Problème : de nombreux utilisateurs refusent cette sécurité pour des raisons… de vie privée ! Certaines personnes ont en effet peur que le réseau social utilise leur numéro de téléphone à d’autres fins que leur cybersécurité. A raison, d’après Joseph Cox : «Facebook a utilisé les numéros de téléphone donnés par les gens pour recommander des amis à des utilisateurs ! Ils n’auraient vraiment pas dû, parce que l’authentification à deux facteurs est la meilleure chose que les utilisateurs puissent utiliser pour augmenter leur sécurité ».
Messenger n’est pas suffisamment confidentiel
Messenger est l’autre vrai problème concernant la confidentialité des sources sur Facebook. La messagerie en ligne est cryptée, mais pas « de bout en bout ». C’est-à-dire que le cryptage est effectué par Facebook, et non par le téléphone de l’utilisateur. Résultat : le réseau social a accès au contenu des messages échangés, contrairement à d’autres messageries comme Whatsapp ou Signal qui, elles, sont complètement cryptées. Ainsi, certains gouvernements peuvent obliger Facebook à leur fournir les contenus de certaines conversations.

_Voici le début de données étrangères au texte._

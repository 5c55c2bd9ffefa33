//! Artifact file retrieval.

use super::FileQuery;
use crate::api::AppState;
use axum::{
    body::Body,
    extract::{Query, State},
    http::{StatusCode, header},
    response::{IntoResponse, Response},
};
use std::io::ErrorKind;
use std::path::{Component, Path};
use tokio_util::io::ReaderStream;

/// Whether a requested filename is a plain basename that stays inside the
/// download directory. Rejects separators, parent references, and anything
/// else that resolves to more than one path component.
pub(crate) fn is_plain_filename(name: &str) -> bool {
    if name.contains('\\') {
        return false;
    }
    let mut components = Path::new(name).components();
    matches!(
        (components.next(), components.next()),
        (Some(Component::Normal(_)), None)
    )
}

/// GET /download_file - Stream an artifact as an attachment
#[utoipa::path(
    get,
    path = "/download_file",
    tag = "files",
    params(
        ("filename" = String, Query, description = "Artifact basename as returned by GET /get_filename")
    ),
    responses(
        (status = 200, description = "File contents (attachment)", content_type = "application/octet-stream"),
        (status = 400, description = "Filename missing or escaping the download directory"),
        (status = 404, description = "File not found")
    )
)]
pub async fn download_file(
    State(state): State<AppState>,
    Query(query): Query<FileQuery>,
) -> Response {
    let Some(filename) = query.filename.filter(|f| !f.is_empty()) else {
        return (StatusCode::BAD_REQUEST, "Filename is required").into_response();
    };

    if !is_plain_filename(&filename) {
        tracing::warn!(file = %filename, "Rejected file request escaping the download directory");
        return (StatusCode::BAD_REQUEST, "Invalid filename").into_response();
    }

    let path = state.config.download.download_dir.join(&filename);

    // The sweeper may have reclaimed the file between a status poll and this
    // request; that is a plain 404, not a failure.
    let file = match tokio::fs::File::open(&path).await {
        Ok(file) => file,
        Err(e) if e.kind() == ErrorKind::NotFound => {
            return (StatusCode::NOT_FOUND, "File not found").into_response();
        }
        Err(e) => {
            tracing::error!(file = %filename, error = %e, "Failed to open artifact");
            return (StatusCode::INTERNAL_SERVER_ERROR, "Failed to read file").into_response();
        }
    };

    // Media titles may contain characters that are invalid in a header value
    let disposition = header::HeaderValue::from_str(&format!(
        "attachment; filename=\"{}\"",
        filename.replace(['"', '\\'], "_")
    ))
    .unwrap_or_else(|_| header::HeaderValue::from_static("attachment"));

    let body = Body::from_stream(ReaderStream::new(file));

    (
        StatusCode::OK,
        [
            (
                header::CONTENT_TYPE,
                header::HeaderValue::from_static("application/octet-stream"),
            ),
            (header::CONTENT_DISPOSITION, disposition),
        ],
        body,
    )
        .into_response()
}
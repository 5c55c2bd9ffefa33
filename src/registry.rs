//! In-memory job registry
//!
//! Maps job identifiers to progress state and, once a job completes, to the
//! artifact filename it produced. The progress map and the artifact map live
//! behind a single mutex because the retention sweeper reads and mutates both
//! together; every accessor is one short critical section with no I/O and no
//! await points while the lock is held.

use crate::types::{JobId, Progress};
use std::collections::HashMap;
use std::sync::{Mutex, MutexGuard};

/// Thread-safe registry of job progress and completed artifacts.
///
/// Jobs are created implicitly by their first `set_progress`/`set_artifact`
/// call and destroyed by [`remove`](JobRegistry::remove) (normally from the
/// retention sweeper). The registry is in-memory only; entries do not survive
/// a restart.
#[derive(Debug, Default)]
pub struct JobRegistry {
    inner: Mutex<RegistryInner>,
}

#[derive(Debug, Default)]
struct RegistryInner {
    progress: HashMap<JobId, Progress>,
    artifacts: HashMap<JobId, String>,
}

impl JobRegistry {
    /// Create an empty registry
    pub fn new() -> Self {
        Self::default()
    }

    // A poisoned lock only means another thread panicked mid-update of plain
    // maps; the data is still structurally sound, so recover the guard.
    fn lock(&self) -> MutexGuard<'_, RegistryInner> {
        self.inner.lock().unwrap_or_else(|e| e.into_inner())
    }

    /// Record a progress percentage for a job.
    ///
    /// Progress is monotonic: a value lower than the stored percentage is
    /// ignored, and a job already marked failed stays failed. Values are
    /// clamped to [0.0, 100.0].
    pub fn set_progress(&self, id: JobId, percent: f64) {
        let percent = percent.clamp(0.0, 100.0);
        let mut inner = self.lock();
        match inner.progress.get(&id) {
            Some(Progress::Failed) => {}
            Some(Progress::Percent(current)) if *current > percent => {}
            _ => {
                inner.progress.insert(id, Progress::Percent(percent));
            }
        }
    }

    /// Mark a job as terminally failed.
    ///
    /// Overwrites any stored percentage; idempotent.
    pub fn fail(&self, id: JobId) {
        self.lock().progress.insert(id, Progress::Failed);
    }

    /// Current progress of a job, or `None` if the job is unknown
    pub fn get_progress(&self, id: JobId) -> Option<Progress> {
        self.lock().progress.get(&id).copied()
    }

    /// Record the artifact filename of a successfully completed job.
    ///
    /// Also forces progress to 100 in the same critical section, so an
    /// artifact is never observable without terminal progress.
    pub fn set_artifact(&self, id: JobId, filename: String) {
        let mut inner = self.lock();
        inner.progress.insert(id, Progress::Percent(100.0));
        inner.artifacts.insert(id, filename);
    }

    /// Artifact filename of a job, or `None` if the job is unknown or not
    /// yet complete
    pub fn get_artifact(&self, id: JobId) -> Option<String> {
        self.lock().artifacts.get(&id).cloned()
    }

    /// Remove a job entirely (both progress and artifact entries)
    pub fn remove(&self, id: JobId) {
        let mut inner = self.lock();
        inner.progress.remove(&id);
        inner.artifacts.remove(&id);
    }

    /// Snapshot of all completed artifacts as `(job id, filename)` pairs
    pub fn list_artifacts(&self) -> Vec<(JobId, String)> {
        self.lock()
            .artifacts
            .iter()
            .map(|(id, name)| (*id, name.clone()))
            .collect()
    }

    /// Number of jobs currently tracked
    pub fn len(&self) -> usize {
        self.lock().progress.len()
    }

    /// Whether the registry tracks no jobs
    pub fn is_empty(&self) -> bool {
        self.lock().progress.is_empty()
    }

    /// Delete a job's artifact and evict its entry in one critical section.
    ///
    /// Runs `delete` on the stored filename while the registry lock is held,
    /// so no other operation can observe the entry between file deletion and
    /// eviction. On `Ok` the entry (progress and artifact) is removed and the
    /// filename returned; on `Err` the entry is kept for a later retry and
    /// the error propagated. Returns `Ok(None)` when the job has no artifact.
    pub fn remove_artifact_with<E>(
        &self,
        id: JobId,
        delete: impl FnOnce(&str) -> std::result::Result<(), E>,
    ) -> std::result::Result<Option<String>, E> {
        let mut inner = self.lock();
        let Some(filename) = inner.artifacts.get(&id).cloned() else {
            return Ok(None);
        };
        delete(&filename)?;
        inner.artifacts.remove(&id);
        inner.progress.remove(&id);
        Ok(Some(filename))
    }
}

Cela pourrait mettre en danger les sources de journalistes qui vivent dans des pays dont la liberté d’expression n’est pas le fort.
Pourtant, Mark Zuckerberg estimait dans un post de blog le 3 mars dernier que « le futur des communications passera de plus en plus par des services de messageries cryptées ». Facebook propose en effet depuis peu un chiffrement de bout en bout sur Messenger, mais cette option est facultative. « Ce devrait être le réglage par défaut, juge Joseph Cox, car, franchement, qui active cette option ? Le fait que ce soit facultatif augmente aussi les chances de se tromper : si votre source oublie de d’activer le chiffrement, elle peut être grillée, car la conversation sera accessible ».
Bien évidemment, tous les journalistes ne sont pas concernés par la question. Un critique cinéma ou un journaliste lifestyle n’aura généralement pas besoin de protéger ses sources de gouvernements hostiles. Mais pour les journalistes qui enquêtent sur des terrains plus délicats, Messenger est un outil trop fragile. Cox n’utilise que Signal, une messagerie cryptée et open source. Une manière pour lui de garantir la confidentialité de ses échanges, et de ne pas être à la merci des fuites de données de Facebook.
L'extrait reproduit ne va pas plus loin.